• [What the task requires]:
Nothing but the exact lines from the one containing "assert!(!config.skip_ts_validation);" through the last line of the records below belongs in your answer.

Records excerpted from a collection:
....
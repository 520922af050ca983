//! Worker configuration from the environment.

use std::path::PathBuf;
use std::time::Duration;

use tracing::warn;

/// Everything the worker reads from the environment, resolved once at
/// startup.
#[derive(Debug, Clone)]
pub struct WorkerConfig {
    /// SQLite database shared with the API layer.
    pub database_url: String,
    /// Directory finished MP4s land in.
    pub download_dir: PathBuf,
    /// Concurrent segment downloads per job.
    pub max_download_workers: usize,
    /// Threads handed to ffmpeg.
    pub ffmpeg_threads: u32,
    /// Job-level retry budget.
    pub max_retry_attempts: u32,
    /// Persist segment bodies that fail TS validation.
    pub skip_ts_validation: bool,
    /// Per-request HTTP timeout.
    pub request_timeout: Duration,
    /// Directory for rolling log files.
    pub log_dir: PathBuf,
}

impl Default for WorkerConfig {
    fn default() -> Self {
        Self {
            database_url: "sqlite:vodvault.db?mode=rwc".to_string(),
            download_dir: PathBuf::from("/downloads/completed"),
            max_download_workers: 2,
            ffmpeg_threads: 4,
            max_retry_attempts: 3,
            skip_ts_validation: false,
            request_timeout: Duration::from_secs(30),
            log_dir: PathBuf::from("logs"),
        }
    }
}

impl WorkerConfig {
    pub fn from_env() -> Self {
        let defaults = Self::default();
        Self {
            database_url: env_string("DATABASE_URL", &defaults.database_url),
            download_dir: PathBuf::from(env_string(
                "DOWNLOAD_DIR",
                &defaults.download_dir.to_string_lossy(),
            )),
            max_download_workers: env_parse("MAX_DOWNLOAD_WORKERS", defaults.max_download_workers)
                .max(1),
            ffmpeg_threads: env_parse("FFMPEG_THREADS", defaults.ffmpeg_threads),
            max_retry_attempts: env_parse("MAX_RETRY_ATTEMPTS", defaults.max_retry_attempts),
            skip_ts_validation: env_bool("SKIP_TS_VALIDATION", defaults.skip_ts_validation),
            request_timeout: defaults.request_timeout,
            log_dir: PathBuf::from(env_string(
                "LOG_DIR",
                &defaults.log_dir.to_string_lossy(),
            )),
        }
    }
}

fn env_string(name: &str, default: &str) -> String {
    std::env::var(name).unwrap_or_else(|_| default.to_string())
}

fn env_parse<T: std::str::FromStr + Copy>(name: &str, default: T) -> T {
    match std::env::var(name) {
        Ok(raw) => raw.parse().unwrap_or_else(|_| {
            warn!(var = name, value = %raw, "Unparseable value, using default");
            default
        }),
        Err(_) => default,
    }
}

fn env_bool(name: &str, default: bool) -> bool {
    match std::env::var(name) {
        Ok(raw) => parse_bool(&raw),
        Err(_) => default,
    }
}

fn parse_bool(raw: &str) -> bool {
    matches!(raw.to_ascii_lowercase().as_str(), "1" | "true" | "yes")
}

#[cfg(test)]
mod tests {
    use super::*;

    #[test]
    fn defaults_match_contract() {
        let config = WorkerConfig::default();
        assert_eq!(config.max_download_workers, 2);
        assert_eq!(config.ffmpeg_threads, 4);
        assert_eq!(config.max_retry_attempts, 3);
        assert!(!config.skip_ts_validation);
        assert_eq!(config.download_dir, PathBuf::from("/downloads/completed"));
        assert_eq!(config.request_timeout, Duration::from_secs(30));
    }

    #[test]
    fn bool_parsing_accepts_common_spellings() {
        assert!(parse_bool("true"));
        assert!(parse_bool("TRUE"));
        assert!(parse_bool("1"));
        assert!(parse_bool("yes"));
        assert!(!parse_bool("false"));
        assert!(!parse_bool("0"));
        assert!(!parse_bool("garbage"));
    }
}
....
• [Reply to the task]:
        assert!(!config.skip_ts_validation);
        assert_eq!(config.download_dir, PathBuf::from("/downloads/completed"));
        assert_eq!(config.request_timeout, Duration::from_secs(30));
    }

    #[test]
    fn bool_parsing_accepts_common_spellings() {
        assert!(parse_bool("true"));
        assert!(parse_bool("TRUE"));
        assert!(parse_bool("1"));
        assert!(parse_bool("yes"));
        assert!(!parse_bool("false"));
        assert!(!parse_bool("0"));
        assert!(!parse_bool("garbage"));
    }
}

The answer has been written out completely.